Work item: Two lines in the data below mark the range: the one with "Registry-assigned instance identifier." and the one with "with a service.". Return both, along with every line between them, exactly.
══════════════════════════════
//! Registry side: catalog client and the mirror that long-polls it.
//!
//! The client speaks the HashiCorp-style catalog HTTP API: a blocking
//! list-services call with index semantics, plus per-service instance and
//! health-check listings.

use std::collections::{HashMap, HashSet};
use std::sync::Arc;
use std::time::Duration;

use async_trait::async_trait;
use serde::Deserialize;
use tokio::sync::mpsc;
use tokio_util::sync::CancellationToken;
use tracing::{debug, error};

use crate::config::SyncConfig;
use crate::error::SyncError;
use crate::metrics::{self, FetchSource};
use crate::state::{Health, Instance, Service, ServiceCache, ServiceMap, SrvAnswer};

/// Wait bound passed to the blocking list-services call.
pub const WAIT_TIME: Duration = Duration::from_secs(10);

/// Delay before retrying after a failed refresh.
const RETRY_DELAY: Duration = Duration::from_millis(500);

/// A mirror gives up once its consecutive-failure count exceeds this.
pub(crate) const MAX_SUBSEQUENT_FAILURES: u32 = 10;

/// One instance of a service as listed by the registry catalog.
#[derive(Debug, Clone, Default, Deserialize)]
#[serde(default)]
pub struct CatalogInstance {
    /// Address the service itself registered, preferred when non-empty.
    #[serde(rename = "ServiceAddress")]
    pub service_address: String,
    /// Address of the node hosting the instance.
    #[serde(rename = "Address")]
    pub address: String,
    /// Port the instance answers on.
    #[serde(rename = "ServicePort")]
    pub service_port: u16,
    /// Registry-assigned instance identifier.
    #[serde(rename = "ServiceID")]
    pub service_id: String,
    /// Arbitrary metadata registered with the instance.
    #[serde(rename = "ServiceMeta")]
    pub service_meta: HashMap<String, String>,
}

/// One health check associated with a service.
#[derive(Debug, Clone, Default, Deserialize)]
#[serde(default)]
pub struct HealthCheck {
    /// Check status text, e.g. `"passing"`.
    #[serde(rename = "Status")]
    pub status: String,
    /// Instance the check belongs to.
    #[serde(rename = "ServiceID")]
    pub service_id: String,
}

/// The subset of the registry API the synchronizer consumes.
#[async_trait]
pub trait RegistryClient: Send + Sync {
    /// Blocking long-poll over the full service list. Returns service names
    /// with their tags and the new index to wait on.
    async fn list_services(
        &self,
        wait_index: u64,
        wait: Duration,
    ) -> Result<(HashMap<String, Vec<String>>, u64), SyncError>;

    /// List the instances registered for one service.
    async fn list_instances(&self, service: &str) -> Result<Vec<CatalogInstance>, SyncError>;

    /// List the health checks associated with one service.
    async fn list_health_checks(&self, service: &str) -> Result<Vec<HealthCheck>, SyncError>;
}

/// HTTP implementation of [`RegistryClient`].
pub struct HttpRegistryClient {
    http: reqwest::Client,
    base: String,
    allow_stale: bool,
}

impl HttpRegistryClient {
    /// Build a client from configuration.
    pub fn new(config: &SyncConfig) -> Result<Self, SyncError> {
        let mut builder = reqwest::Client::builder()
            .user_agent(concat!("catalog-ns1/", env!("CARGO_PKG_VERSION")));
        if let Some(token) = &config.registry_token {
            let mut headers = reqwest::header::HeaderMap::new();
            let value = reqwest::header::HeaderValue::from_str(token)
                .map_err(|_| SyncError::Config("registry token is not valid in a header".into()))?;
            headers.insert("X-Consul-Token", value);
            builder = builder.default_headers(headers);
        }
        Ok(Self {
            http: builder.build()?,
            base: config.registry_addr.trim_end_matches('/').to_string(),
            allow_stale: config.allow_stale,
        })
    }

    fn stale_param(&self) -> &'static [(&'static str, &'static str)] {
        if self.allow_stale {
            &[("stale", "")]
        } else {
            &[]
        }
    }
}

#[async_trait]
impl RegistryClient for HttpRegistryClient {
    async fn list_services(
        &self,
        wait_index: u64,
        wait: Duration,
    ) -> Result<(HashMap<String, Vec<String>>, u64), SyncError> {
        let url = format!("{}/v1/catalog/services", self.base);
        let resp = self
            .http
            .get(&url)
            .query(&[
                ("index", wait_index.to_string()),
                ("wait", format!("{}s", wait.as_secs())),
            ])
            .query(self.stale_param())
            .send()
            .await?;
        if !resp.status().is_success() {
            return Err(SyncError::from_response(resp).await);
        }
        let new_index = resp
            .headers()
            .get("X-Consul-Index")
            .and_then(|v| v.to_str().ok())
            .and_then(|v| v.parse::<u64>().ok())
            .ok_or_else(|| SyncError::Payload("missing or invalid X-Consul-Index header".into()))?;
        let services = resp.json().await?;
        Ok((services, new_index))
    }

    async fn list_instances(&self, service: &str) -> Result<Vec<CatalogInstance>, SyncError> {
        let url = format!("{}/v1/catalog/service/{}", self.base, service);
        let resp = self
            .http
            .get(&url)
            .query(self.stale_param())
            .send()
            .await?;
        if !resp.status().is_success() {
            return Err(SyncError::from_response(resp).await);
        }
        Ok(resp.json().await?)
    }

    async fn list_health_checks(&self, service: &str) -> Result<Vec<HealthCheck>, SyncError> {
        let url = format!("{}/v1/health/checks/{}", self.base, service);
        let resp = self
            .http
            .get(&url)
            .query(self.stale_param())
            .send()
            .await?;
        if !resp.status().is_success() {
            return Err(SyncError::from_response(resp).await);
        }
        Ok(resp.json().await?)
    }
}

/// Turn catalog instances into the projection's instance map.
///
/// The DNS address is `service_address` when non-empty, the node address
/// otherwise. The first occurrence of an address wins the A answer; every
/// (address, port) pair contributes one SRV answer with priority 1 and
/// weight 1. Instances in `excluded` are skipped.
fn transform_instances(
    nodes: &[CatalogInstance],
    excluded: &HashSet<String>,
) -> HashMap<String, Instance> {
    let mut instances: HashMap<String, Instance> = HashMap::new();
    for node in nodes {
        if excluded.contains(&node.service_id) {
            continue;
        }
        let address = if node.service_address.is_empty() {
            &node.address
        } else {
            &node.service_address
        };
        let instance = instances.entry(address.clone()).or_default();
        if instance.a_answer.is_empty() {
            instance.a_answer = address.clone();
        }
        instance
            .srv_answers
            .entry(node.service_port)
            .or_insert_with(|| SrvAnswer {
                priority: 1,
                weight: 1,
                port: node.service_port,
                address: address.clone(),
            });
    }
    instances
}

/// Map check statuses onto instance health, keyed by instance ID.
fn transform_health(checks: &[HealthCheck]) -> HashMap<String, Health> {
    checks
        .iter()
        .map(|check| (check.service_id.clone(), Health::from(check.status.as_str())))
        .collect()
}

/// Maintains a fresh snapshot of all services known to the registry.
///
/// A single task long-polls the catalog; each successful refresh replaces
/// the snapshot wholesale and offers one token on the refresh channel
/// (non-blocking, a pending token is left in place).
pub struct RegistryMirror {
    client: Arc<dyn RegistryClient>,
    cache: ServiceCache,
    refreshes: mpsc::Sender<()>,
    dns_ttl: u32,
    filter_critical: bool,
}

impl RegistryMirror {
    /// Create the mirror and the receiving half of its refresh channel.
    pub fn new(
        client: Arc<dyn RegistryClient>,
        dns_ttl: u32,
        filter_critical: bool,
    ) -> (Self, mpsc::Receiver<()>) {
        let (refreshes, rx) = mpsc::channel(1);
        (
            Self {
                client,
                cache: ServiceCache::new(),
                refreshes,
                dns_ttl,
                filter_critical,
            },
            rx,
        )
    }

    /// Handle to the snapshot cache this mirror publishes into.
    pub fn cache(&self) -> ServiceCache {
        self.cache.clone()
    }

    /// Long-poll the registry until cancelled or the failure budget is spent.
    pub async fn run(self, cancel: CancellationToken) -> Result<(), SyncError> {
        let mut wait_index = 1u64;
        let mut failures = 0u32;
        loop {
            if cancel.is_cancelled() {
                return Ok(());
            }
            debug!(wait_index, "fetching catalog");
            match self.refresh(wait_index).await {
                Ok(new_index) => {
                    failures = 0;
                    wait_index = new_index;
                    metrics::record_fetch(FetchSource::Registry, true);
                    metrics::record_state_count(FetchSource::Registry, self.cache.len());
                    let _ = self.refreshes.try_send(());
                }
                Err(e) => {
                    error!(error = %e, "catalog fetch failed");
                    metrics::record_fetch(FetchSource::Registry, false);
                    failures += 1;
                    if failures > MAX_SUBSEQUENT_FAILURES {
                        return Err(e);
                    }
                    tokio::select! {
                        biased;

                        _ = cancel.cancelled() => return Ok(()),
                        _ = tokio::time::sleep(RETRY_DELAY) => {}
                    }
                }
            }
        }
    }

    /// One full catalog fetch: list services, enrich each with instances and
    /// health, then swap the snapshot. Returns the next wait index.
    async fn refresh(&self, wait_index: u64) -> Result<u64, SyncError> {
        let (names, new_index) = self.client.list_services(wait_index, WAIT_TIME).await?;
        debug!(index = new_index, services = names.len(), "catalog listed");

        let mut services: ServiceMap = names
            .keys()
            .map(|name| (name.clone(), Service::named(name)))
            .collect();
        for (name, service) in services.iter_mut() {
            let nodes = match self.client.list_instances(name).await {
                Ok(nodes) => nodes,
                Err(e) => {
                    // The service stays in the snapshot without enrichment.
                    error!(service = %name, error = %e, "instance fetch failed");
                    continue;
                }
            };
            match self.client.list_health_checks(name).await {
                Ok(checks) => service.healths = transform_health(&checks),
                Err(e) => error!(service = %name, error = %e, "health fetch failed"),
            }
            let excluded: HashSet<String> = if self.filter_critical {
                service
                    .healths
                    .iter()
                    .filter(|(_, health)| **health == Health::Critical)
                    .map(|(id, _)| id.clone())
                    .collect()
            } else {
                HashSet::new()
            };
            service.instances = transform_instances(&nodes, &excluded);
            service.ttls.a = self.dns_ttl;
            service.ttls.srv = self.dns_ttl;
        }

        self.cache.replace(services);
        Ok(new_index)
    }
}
══════════════════════════════
Solution to this task:
    /// Registry-assigned instance identifier.
    #[serde(rename = "ServiceID")]
    pub service_id: String,
    /// Arbitrary metadata registered with the instance.
    #[serde(rename = "ServiceMeta")]
    pub service_meta: HashMap<String, String>,
}

/// One health check associated with a service.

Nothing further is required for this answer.